§ **About this task**:
From the entries below, retype only the lines from the one with "#[derive(Debug, thiserror::Error)]" through the one with "pub fn new(api_key: String, model: String)", exactly as written.
────────────────
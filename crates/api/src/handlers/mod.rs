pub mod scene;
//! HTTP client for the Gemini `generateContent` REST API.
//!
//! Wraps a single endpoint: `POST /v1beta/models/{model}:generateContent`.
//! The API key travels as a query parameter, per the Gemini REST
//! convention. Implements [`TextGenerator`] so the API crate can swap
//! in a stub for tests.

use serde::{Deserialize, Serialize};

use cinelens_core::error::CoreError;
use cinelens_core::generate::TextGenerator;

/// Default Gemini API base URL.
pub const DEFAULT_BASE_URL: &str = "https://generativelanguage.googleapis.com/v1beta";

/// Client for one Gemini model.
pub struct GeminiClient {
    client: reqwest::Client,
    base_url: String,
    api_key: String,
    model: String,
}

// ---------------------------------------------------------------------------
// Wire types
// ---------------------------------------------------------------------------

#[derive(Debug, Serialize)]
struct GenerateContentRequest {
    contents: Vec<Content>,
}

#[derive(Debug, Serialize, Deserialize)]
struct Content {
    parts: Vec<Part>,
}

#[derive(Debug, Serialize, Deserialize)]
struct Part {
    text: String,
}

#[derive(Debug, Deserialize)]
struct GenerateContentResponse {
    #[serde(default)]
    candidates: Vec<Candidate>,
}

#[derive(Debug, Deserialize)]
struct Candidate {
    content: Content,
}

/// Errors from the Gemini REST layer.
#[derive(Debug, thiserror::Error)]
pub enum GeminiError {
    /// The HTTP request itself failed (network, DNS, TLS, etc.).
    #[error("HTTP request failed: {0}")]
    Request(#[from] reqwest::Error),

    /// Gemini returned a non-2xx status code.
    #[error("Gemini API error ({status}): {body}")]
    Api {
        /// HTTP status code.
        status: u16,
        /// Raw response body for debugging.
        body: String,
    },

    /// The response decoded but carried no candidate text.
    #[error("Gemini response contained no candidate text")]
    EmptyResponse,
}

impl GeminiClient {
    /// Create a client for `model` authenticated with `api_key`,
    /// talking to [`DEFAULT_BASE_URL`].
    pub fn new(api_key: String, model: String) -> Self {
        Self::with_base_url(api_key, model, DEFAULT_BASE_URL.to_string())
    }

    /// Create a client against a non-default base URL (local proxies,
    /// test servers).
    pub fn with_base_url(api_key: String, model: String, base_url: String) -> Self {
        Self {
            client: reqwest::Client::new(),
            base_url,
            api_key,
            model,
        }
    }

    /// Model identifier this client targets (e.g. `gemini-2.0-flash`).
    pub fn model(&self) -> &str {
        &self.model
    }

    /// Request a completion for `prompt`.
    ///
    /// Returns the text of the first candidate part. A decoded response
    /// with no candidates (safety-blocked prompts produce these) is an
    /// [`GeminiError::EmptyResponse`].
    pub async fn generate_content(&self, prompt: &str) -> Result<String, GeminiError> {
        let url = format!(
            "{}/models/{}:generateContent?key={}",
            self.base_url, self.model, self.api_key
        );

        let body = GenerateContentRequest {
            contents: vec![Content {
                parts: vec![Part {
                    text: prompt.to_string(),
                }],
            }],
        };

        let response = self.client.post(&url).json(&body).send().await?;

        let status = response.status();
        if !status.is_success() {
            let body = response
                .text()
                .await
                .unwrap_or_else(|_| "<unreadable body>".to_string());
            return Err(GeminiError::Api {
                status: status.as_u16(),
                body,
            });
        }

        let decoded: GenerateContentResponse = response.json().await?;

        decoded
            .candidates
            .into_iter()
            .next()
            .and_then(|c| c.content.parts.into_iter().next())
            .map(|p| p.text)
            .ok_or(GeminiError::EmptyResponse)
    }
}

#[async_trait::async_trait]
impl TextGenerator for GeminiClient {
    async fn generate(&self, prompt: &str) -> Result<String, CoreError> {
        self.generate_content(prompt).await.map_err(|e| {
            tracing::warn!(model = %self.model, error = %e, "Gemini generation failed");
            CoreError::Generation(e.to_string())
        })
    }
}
────────────────
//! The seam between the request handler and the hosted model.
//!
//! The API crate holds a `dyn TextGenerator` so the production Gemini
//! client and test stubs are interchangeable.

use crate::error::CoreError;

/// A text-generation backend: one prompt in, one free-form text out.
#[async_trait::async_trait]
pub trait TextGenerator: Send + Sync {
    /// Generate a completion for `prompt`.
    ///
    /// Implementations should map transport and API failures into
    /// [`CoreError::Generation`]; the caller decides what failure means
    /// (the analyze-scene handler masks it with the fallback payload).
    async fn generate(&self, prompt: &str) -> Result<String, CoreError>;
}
────────────────
§ **Solution for this exercise**:
#[derive(Debug, thiserror::Error)]
pub enum GeminiError {
    /// The HTTP request itself failed (network, DNS, TLS, etc.).
    #[error("HTTP request failed: {0}")]
    Request(#[from] reqwest::Error),

    /// Gemini returned a non-2xx status code.
    #[error("Gemini API error ({status}): {body}")]
    Api {
        /// HTTP status code.
        status: u16,
        /// Raw response body for debugging.
        body: String,
    },

    /// The response decoded but carried no candidate text.
    #[error("Gemini response contained no candidate text")]
    EmptyResponse,
}

impl GeminiClient {
    /// Create a client for `model` authenticated with `api_key`,
    /// talking to [`DEFAULT_BASE_URL`].
    pub fn new(api_key: String, model: String) -> Self {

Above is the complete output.